The hip-hop world is a less than sensible place - lots of times, you're even required to clarify when bad means bad and when bad means good - so once a week we're going to get with a rapper and ask them to explain things. Something you always wanted to ask a rapper? Email firstname.lastname@example.org.
This Week's Rapper: Airborne
This Week's Subject: Imagining Houston rappers as comic-book characters.
This Week's Prompt: Okay, listening to your tape it's pretty clear that you're a comic book guy. You even say so explicitly on the laser-ly "Villain."
So, sort of similar to what we did with A.D.D. and video games, we'd like to pull your card.
Your challenge is to assign comic book characters to the following Houston rappers:
Bun B; Paul Wall; Chamillionaire
Trae; Z-Ro; Lil Flip; Scarface
J. Prince; K-Rino; Big Mello
Mali-booyah. Good luck.
Bun B: Beast. The reason I went with Beast for Bun B is Bun can destroy a microphone and a career if one was foolish enough to oppose him. But he's a cool brother in person and has the game down to a science, relating to Beast's real identity [as] Henry McCoy, the scientist.
Paul Wall: Iceman. This is sort of a given [laughs]. Not only does Pall have the ability to ice himself out, he can also do the same for others and turn anything from teeth, cups, and even stop signs into that very thing.

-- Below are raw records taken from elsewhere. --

use serde_json::Value;
use tracing::{debug, info, warn};

use super::BackgroundServices;
use super::handlers::{api_handlers, page_handlers, settings_handlers};
use super::messaging::{ContextError, MessageSender};
use crate::protocol::{
    BackgroundMessage, BackgroundRequest, KeyboardCommand, PageControl, PageMessage, message_type,
};
use crate::settings::repositories::BoxFuture;

/// Outcome of routing one inbound message.
pub enum Dispatch {
    /// The message is handled; the future resolves to the single response.
    Handled(BoxFuture<'static, Value>),
    /// No handler for this message; the caller should not wait for a response.
    Unhandled,
}

impl Dispatch {
    pub fn is_handled(&self) -> bool {
        matches!(self, Self::Handled(_))
    }

    /// Await the response, or fail for unhandled messages.
    pub async fn into_response(self, tag: &str) -> Result<Value, ContextError> {
        match self {
            Self::Handled(response) => Ok(response.await),
            Self::Unhandled => Err(ContextError::Unhandled(tag.to_string())),
        }
    }
}

/// Entry point of the background for runtime messages and keyboard commands.
pub struct Router {
    services: BackgroundServices,
}

impl Router {
    pub fn new(services: BackgroundServices) -> Self {
        Self { services }
    }

    pub fn services(&self) -> &BackgroundServices {
        &self.services
    }

    pub fn dispatch(&self, message: Value, sender: MessageSender) -> Dispatch {
        let Some(tag) = message_type(&message).map(str::to_string) else {
            debug!("Ignoring message without a type");
            return Dispatch::Unhandled;
        };

        let parsed = match serde_json::from_value::<BackgroundMessage>(message) {
            Ok(parsed) => parsed,
            Err(e) => {
                debug!(tag = %tag, error = %e, "No handler for message");
                return Dispatch::Unhandled;
            }
        };

        debug!(tag = %tag, tab_id = ?sender.tab_id(), "Dispatching message");
        let services = self.services.clone();
        let response: BoxFuture<'static, Value> = match parsed {
            BackgroundMessage::Style(command) => {
                Box::pin(settings_handlers::style_command(services, command))
            }
            BackgroundMessage::Request(request) => self.route_request(services, request, sender),
        };
        Dispatch::Handled(response)
    }

    fn route_request(
        &self,
        services: BackgroundServices,
        request: BackgroundRequest,
        sender: MessageSender,
    ) -> BoxFuture<'static, Value> {
        match request {
            BackgroundRequest::PageType { value } => Box::pin(page_handlers::proxy_to_active_tab(
                services,
                PageControl::PageType { value },
            )),
            BackgroundRequest::CartPage { value } => Box::pin(page_handlers::proxy_to_active_tab(
                services,
                PageControl::CartPage { value },
            )),
            BackgroundRequest::CartItemsUpdated { data } => {
                Box::pin(page_handlers::cart_items_updated(services, data))
            }
            BackgroundRequest::FetchFoodData { payload } => {
                Box::pin(api_handlers::fetch_food_data(services, payload))
            }
            BackgroundRequest::FetchImageAnalysis { payload } => {
                Box::pin(api_handlers::fetch_image_analysis(services, sender, payload))
            }
            BackgroundRequest::FetchOutlineInfo { payload } => {
                Box::pin(api_handlers::fetch_outline_info(services, sender, payload))
            }
            BackgroundRequest::FetchCosmeticData { payload } => {
                Box::pin(api_handlers::fetch_cosmetic_data(services, sender, payload))
            }
            BackgroundRequest::FetchReviewSummary { payload } => {
                Box::pin(api_handlers::fetch_review_summary(services, sender, payload))
            }
            BackgroundRequest::FetchHealthData { payload } => {
                Box::pin(api_handlers::fetch_health_data(services, sender, payload))
            }
            BackgroundRequest::FetchVendorHtml => {
                Box::pin(page_handlers::vendor_html(services, sender))
            }
            BackgroundRequest::GetProductTitle => Box::pin(page_handlers::product_title(services)),
            BackgroundRequest::GetCursorSettings => {
                let value = settings_handlers::cursor_settings(&services);
                Box::pin(async move { value })
            }
            BackgroundRequest::GetSettings => {
                let value = settings_handlers::settings_snapshot(&services);
                Box::pin(async move { value })
            }
            BackgroundRequest::UpdateSettings { settings } => {
                Box::pin(settings_handlers::update_settings(services, settings))
            }
            BackgroundRequest::ResetSettings => Box::pin(settings_handlers::reset_settings(services)),
            BackgroundRequest::ToggleAllStyles => {
                Box::pin(settings_handlers::toggle_all_styles(services))
            }
        }
    }

    /// Forward a keyboard shortcut to the active tab. Unknown names are ignored.
    pub async fn on_command(&self, name: &str) -> Result<(), ContextError> {
        let Some(command) = KeyboardCommand::from_name(name) else {
            warn!(command = name, "Unknown keyboard command");
            return Ok(());
        };

        let tab = self
            .services
            .tabs
            .active_tab()
            .await
            .ok_or(ContextError::NoActiveTab)?;
        info!(command = name, tab_id = tab.id, "Forwarding keyboard command");

        let message = PageMessage::from(PageControl::KeyboardCommand { command }).to_value();
        self.services.tabs.send_to_tab(tab.id, message).await?;
        Ok(())
    }
}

Chamillionaire: The Chameleon. Besides the name, Chamillionaire has a unique ability to transform and blend into whatever setting he's in and at the end of the day, still be Cham. When I first heard him on The Mixtape Messiah I was entertained and inspired by a sound that I never heard before out of Houston.
Then once his rhymes hit the mainstreem circuit, he adapted to it as if he'd been doing it his whole career, yet we (original fans) could still identify him, just the same as the cops were able to identify The Chameleon when he tried robbing a bank as Spider-Man.
Trae: Wolverine. I matched these two because Trae isn't necessarily a good or bad guy. He's more so a chill, neutral dude who has a cool vibe as long as you have one. But if you piss him off, from what I've seen with past feuds with another artist, it would probably be wise for you to take a trip out of the states... and stay there.
Z-Ro: The Punisher. For those who have listened to Ro's music, we know he's been through a lot. Now he punishes those that have wronged him and those looking to wrong him through song. His words can pierce and burn through his enemies like a bullet from The Punisher's gun.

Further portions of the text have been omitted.